## ASSIGNMENT
Look through the records below for lines containing the string "cheongyak", and report how many there are, nothing else.
---------- RECORDS TO PROCESS
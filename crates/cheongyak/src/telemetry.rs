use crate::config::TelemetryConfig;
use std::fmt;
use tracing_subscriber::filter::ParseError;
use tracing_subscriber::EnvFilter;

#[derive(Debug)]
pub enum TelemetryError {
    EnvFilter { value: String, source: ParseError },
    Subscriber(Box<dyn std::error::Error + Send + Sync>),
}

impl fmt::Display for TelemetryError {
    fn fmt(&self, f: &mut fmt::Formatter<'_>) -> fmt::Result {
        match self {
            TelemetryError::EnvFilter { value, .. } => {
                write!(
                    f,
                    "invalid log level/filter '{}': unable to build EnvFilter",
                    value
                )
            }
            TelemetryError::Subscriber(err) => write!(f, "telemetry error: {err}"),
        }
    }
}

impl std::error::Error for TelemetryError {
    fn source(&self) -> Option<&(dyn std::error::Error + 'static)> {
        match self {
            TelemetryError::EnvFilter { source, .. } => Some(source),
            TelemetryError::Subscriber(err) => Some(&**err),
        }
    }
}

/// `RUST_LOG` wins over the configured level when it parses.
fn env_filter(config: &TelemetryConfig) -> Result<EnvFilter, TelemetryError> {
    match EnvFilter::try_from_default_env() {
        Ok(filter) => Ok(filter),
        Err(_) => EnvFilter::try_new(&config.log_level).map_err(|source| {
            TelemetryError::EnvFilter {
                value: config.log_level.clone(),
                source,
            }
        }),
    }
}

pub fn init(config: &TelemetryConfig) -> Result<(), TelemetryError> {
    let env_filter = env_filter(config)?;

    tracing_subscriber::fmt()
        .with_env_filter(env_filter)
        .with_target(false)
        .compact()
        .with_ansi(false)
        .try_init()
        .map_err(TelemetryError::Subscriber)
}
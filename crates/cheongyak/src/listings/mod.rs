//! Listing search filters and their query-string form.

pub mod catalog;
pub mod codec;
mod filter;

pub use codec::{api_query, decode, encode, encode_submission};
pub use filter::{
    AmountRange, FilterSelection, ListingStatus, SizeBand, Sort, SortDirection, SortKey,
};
--------------------
## ANSWER SPACE
2